(Work order):
Search the records for the string "static" and copy every line where it turns up.

** Data for analysis follows **

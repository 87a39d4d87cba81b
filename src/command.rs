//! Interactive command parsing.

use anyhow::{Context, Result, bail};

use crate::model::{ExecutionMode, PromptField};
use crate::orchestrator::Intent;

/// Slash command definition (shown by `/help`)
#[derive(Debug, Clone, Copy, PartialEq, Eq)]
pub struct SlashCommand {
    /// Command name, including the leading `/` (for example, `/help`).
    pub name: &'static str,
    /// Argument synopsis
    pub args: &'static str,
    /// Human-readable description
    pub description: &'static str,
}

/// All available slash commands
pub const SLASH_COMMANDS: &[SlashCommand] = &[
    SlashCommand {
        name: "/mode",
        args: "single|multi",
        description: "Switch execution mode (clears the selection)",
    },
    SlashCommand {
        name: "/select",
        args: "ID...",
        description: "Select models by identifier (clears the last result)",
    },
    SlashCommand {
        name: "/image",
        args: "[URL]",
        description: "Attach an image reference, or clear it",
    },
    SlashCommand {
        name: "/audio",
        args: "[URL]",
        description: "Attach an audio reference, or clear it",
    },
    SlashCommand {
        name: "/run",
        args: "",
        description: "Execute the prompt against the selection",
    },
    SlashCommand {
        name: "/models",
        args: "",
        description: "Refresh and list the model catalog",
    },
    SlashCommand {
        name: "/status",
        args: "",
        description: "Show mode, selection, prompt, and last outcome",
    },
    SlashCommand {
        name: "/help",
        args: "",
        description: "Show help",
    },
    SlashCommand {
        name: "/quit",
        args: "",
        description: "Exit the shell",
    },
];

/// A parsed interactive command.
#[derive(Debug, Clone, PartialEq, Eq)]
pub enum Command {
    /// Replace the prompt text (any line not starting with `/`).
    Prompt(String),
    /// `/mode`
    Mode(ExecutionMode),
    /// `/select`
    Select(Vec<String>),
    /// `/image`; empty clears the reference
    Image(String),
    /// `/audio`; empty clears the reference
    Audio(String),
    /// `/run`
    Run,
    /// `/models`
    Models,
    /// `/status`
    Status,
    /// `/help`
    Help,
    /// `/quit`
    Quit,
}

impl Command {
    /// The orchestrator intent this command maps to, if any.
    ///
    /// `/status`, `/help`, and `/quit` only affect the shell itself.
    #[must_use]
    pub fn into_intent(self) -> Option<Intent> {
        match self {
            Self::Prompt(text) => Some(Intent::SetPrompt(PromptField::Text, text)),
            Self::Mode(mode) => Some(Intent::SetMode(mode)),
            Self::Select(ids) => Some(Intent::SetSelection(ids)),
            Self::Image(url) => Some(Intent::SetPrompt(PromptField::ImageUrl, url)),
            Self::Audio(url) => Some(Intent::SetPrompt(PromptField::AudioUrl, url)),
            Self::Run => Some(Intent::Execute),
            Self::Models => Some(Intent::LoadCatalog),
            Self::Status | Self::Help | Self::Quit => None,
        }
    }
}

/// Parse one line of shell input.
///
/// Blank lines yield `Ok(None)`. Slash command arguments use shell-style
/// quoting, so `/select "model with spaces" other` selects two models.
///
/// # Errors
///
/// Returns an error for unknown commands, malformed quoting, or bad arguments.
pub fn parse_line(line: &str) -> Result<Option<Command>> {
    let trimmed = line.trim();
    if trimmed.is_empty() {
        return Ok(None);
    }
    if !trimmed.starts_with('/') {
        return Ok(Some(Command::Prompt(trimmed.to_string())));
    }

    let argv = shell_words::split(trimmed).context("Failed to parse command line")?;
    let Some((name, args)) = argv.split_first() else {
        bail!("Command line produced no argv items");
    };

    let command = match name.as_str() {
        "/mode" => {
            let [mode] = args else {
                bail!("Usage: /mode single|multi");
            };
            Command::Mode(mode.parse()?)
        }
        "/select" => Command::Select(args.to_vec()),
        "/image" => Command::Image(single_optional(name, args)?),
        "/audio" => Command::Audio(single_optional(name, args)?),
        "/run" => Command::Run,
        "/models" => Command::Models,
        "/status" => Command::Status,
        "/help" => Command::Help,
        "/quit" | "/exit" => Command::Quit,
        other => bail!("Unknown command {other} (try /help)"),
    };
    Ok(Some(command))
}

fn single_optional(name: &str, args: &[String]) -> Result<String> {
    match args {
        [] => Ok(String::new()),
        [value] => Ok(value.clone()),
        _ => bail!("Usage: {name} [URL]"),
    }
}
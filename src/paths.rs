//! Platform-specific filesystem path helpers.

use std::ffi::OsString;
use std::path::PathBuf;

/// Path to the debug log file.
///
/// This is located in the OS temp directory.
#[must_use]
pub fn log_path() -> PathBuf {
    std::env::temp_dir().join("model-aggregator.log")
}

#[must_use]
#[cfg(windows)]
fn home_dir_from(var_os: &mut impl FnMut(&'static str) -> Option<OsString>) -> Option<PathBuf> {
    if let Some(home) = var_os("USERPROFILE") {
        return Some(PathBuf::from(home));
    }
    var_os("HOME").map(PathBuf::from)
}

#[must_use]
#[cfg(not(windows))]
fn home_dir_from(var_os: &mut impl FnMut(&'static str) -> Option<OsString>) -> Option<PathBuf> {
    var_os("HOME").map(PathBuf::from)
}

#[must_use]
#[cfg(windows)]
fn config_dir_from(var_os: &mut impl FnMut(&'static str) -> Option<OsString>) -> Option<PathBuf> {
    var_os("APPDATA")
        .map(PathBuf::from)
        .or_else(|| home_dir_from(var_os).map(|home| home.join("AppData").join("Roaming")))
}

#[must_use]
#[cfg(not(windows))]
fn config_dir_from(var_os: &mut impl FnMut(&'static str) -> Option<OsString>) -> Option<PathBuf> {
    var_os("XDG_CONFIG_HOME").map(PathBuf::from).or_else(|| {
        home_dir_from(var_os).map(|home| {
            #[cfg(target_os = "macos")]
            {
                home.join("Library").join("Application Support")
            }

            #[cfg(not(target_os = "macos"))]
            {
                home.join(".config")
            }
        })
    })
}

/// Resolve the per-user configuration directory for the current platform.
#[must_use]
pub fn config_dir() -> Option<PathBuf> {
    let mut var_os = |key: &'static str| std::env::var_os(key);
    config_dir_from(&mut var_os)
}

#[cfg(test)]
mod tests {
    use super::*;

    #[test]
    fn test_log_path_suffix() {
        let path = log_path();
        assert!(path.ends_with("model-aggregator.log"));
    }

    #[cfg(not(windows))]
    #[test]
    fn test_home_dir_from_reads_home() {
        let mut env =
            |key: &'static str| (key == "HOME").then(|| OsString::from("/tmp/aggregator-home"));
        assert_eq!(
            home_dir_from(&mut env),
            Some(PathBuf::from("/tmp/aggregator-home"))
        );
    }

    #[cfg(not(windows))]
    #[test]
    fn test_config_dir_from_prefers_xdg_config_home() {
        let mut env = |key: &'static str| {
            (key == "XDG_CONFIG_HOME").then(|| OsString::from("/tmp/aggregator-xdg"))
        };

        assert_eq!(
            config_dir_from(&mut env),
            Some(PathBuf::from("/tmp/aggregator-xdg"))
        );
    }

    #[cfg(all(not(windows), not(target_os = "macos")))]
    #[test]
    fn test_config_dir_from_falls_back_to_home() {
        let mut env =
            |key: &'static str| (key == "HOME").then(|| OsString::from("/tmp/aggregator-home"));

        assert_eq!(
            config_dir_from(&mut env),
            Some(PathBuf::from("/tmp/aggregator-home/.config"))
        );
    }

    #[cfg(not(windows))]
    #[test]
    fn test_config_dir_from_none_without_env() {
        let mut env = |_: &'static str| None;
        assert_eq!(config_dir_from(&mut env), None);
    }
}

** End of Data for analysis **

(Solution):
    pub name: &'static str,
    pub args: &'static str,
    pub description: &'static str,
fn home_dir_from(var_os: &mut impl FnMut(&'static str) -> Option<OsString>) -> Option<PathBuf> {
fn home_dir_from(var_os: &mut impl FnMut(&'static str) -> Option<OsString>) -> Option<PathBuf> {
fn config_dir_from(var_os: &mut impl FnMut(&'static str) -> Option<OsString>) -> Option<PathBuf> {
fn config_dir_from(var_os: &mut impl FnMut(&'static str) -> Option<OsString>) -> Option<PathBuf> {
    let mut var_os = |key: &'static str| std::env::var_os(key);
            |key: &'static str| (key == "HOME").then(|| OsString::from("/tmp/aggregator-home"));
        let mut env = |key: &'static str| {
            |key: &'static str| (key == "HOME").then(|| OsString::from("/tmp/aggregator-home"));
        let mut env = |_: &'static str| None;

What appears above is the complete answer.